Black Earl Grey Organic od Teministeriet
Druga czerwcowa herbata to klasyk, który stanowi pozycję obowiązkową dla wszystkich koneserów. Lubimy szwedzkie marki, czego przykładem jest nasza długa przygoda z marką Johan&Nyström, która od dawna zachwyca nas swoimi klasykami takimi jak Etiopia Guji czy Brazylia Fortaleza, dlatego zaufaliśmy skandynawskiej jakości – w tym miesiącu zapragnęliśmy, żebyście zaprzyjaźnili się z herbaciarnią Teministeriet.

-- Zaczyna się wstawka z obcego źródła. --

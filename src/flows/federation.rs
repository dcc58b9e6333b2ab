//! Federated sign-in: handshake start, callback completion, ID-token sign-in, and the profile
//! merge that maps provider identities onto local principals.

// self
use crate::{
	_prelude::*,
	auth::{Email, Handle, NewPrincipal, Principal},
	error::{AuthenticationError, ConfigError, ConflictError, ValidationError},
	federation::{FederatedProfile, Handshake, HandshakeOutcome, IdentityProvider, MergeOutcome},
	flows::{Authority, SessionGrant},
	obs::{self, FlowKind},
	store::InsertOutcome,
};

const FALLBACK_HANDLE: &str = "user";
const MAX_HANDLE_SUFFIX: u32 = 10_000;

impl Authority {
	/// Starts a handshake and returns it with the provider URL the browser must visit.
	///
	/// The handshake is already `AwaitingCallback`; persist its nonce and verifier before
	/// redirecting.
	pub fn begin_federation(&self) -> Result<(Handshake, Url)> {
		let federation = self.config.federation.as_ref().ok_or(ConfigError::FederationDisabled)?;

		self.provider()?;

		let mut handshake =
			Handshake::initiate(self.config.handshake_ttl, OffsetDateTime::now_utc());
		let authorize_url = handshake.dispatch(federation);

		tracing::debug!(expires_at = %handshake.expires_at(), "federation handshake dispatched");

		Ok((handshake, authorize_url))
	}

	/// Resolves the provider callback against the pending handshake, exchanges the code, merges
	/// the profile, and issues a pair.
	///
	/// A rejected handshake never reaches the provider.
	pub async fn complete_federation(
		&self,
		handshake: Handshake,
		state: Option<&str>,
		code: Option<&str>,
	) -> Result<SessionGrant> {
		obs::observe(FlowKind::Federation, "callback", async move {
			let completed = match handshake.resolve(state, code, OffsetDateTime::now_utc()) {
				HandshakeOutcome::Completed(completed) => completed,
				HandshakeOutcome::Rejected(rejection) => {
					tracing::warn!(%rejection, "federation handshake rejected");

					return Err(AuthenticationError::HandshakeRejected(rejection).into());
				},
			};
			let profile =
				self.provider()?.exchange_code(completed.code(), completed.pkce_verifier()).await?;

			self.sign_in_federated(&profile).await
		})
		.await
	}

	/// Signs in with a provider-issued ID token (e.g. from a native client).
	pub async fn sign_in_with_id_token(&self, id_token: &str) -> Result<SessionGrant> {
		obs::observe(FlowKind::Federation, "verify_token", async move {
			if id_token.trim().is_empty() {
				return Err(ValidationError::MissingField { field: "idToken" }.into());
			}

			let profile = self.provider()?.verify_id_token(id_token).await?;

			self.sign_in_federated(&profile).await
		})
		.await
	}

	/// Maps a provider profile onto a local principal, creating one when the email is unknown.
	///
	/// Existing principals only gain a missing federated id or avatar; nothing is overwritten.
	/// New principals get a handle derived from the email local part, suffixed `1`, `2`, ... on
	/// collision, and no password. Repeating the call with the same profile is a no-op.
	pub async fn merge_federated_profile(
		&self,
		profile: &FederatedProfile,
	) -> Result<MergeOutcome> {
		let raw_email = profile
			.email
			.as_deref()
			.filter(|email| !email.trim().is_empty())
			.ok_or(ValidationError::MissingProfileEmail)?;
		let email = Email::new(raw_email)?;

		if let Some(existing) = self.store.principal_by_email(&email).await? {
			let principal = self.backfill(existing, profile).await?;

			return Ok(MergeOutcome { principal, created: false });
		}

		let base = match Handle::sanitized(email.local_part()) {
			Some(handle) => handle,
			None => Handle::new(FALLBACK_HANDLE)?,
		};
		let mut candidate = base.clone();
		let mut suffix = 0;

		loop {
			let federated_id = profile.federated_id.clone();
			let new = NewPrincipal::federated(candidate.clone(), email.clone(), federated_id)
				.names(profile.given_name.clone(), profile.family_name.clone())
				.avatar(profile.avatar_url.clone());

			match self.store.insert_principal(new).await? {
				InsertOutcome::Inserted(principal) => {
					tracing::info!(
						principal = %principal.id,
						handle = %principal.handle,
						"created federated principal"
					);

					return Ok(MergeOutcome { principal, created: true });
				},
				InsertOutcome::HandleTaken if suffix < MAX_HANDLE_SUFFIX => {
					suffix += 1;
					candidate = base.with_suffix(suffix);
				},
				InsertOutcome::HandleTaken =>
					return Err(ConflictError::HandleTaken { handle: base.into() }.into()),
				// A concurrent merge created the principal first.
				InsertOutcome::EmailTaken => {
					let existing = self
						.store
						.principal_by_email(&email)
						.await?
						.ok_or(AuthenticationError::PrincipalNotFound)?;
					let principal = self.backfill(existing, profile).await?;

					return Ok(MergeOutcome { principal, created: false });
				},
			}
		}
	}

	async fn sign_in_federated(&self, profile: &FederatedProfile) -> Result<SessionGrant> {
		let MergeOutcome { principal, created } = self.merge_federated_profile(profile).await?;
		let tokens = self.issue(principal.id).await?;

		tracing::info!(principal = %principal.id, created, "federated sign-in");

		Ok(SessionGrant { principal, tokens, created })
	}

	async fn backfill(
		&self,
		mut principal: Principal,
		profile: &FederatedProfile,
	) -> Result<Principal> {
		let mut changed = false;

		if principal.federated_id.is_none() {
			principal.federated_id = Some(profile.federated_id.clone());
			changed = true;
		}
		if principal.avatar_url.is_none() && profile.avatar_url.is_some() {
			principal.avatar_url = profile.avatar_url.clone();
			changed = true;
		}
		if !changed {
			return Ok(principal);
		}

		let updated = self
			.store
			.update_principal(principal)
			.await?
			.ok_or(AuthenticationError::PrincipalNotFound)?;

		tracing::debug!(principal = %updated.id, "backfilled federated attributes");

		Ok(updated)
	}

	fn provider(&self) -> Result<&dyn IdentityProvider, ConfigError> {
		self.identity_provider.as_deref().ok_or(ConfigError::FederationDisabled)
	}
}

Black Earl Grey Organic jest mieszanką organicznych czarnych herbat z bergamotką. Nie trzeba mówić za wiele o tej herbacie – jest po prostu pyszna! Soczysta, czysta, słodka i długa! Te słowa idealnie oddają jej charakter i smak. Sprawdzi się zdecydowanie przy każdej okazji, czy to przy oficjalnym brytyjskim five o’clock, czy przy luźnym spotkaniu ze znajomymi. Mnie osobiście zachwyciła swoim słodkim, lekko dymnym aromatem, który jest przełamany cytrusową nutą bergamotki, przez co otrzymujemy idealnie zbalansowaną herbatę – idealną dla każdego.
Parzenie
Przy parzeniu tych herbat nie odstępuję od swoich zasad. W obu przypadkach użyłem zaparzacza Hario Largo Tea Dripper, który daje mi pełną kontrolę nad całym procesem parzenia. Użyłem 2 g suszu na każde 100 g wody. Temperatura wody w przypadku rooibosa to około 100 stopni Celsjusza, natomiast Earl Grey 94 stopnie Celsjusza. Czas parzenia 3 minuty w obu przypadkach.
Was jednak zachęcam do eksperymentowania – zwłaszcza w przypadku rooibosa. Śmiało możecie w jego przypadku zwiększać dozę nawet do 3,5 g suszu na każde 100g wody, wtedy zintensyfikujemy jego przyjemny słodko orzeźwiający smak.
Wasz Świdi!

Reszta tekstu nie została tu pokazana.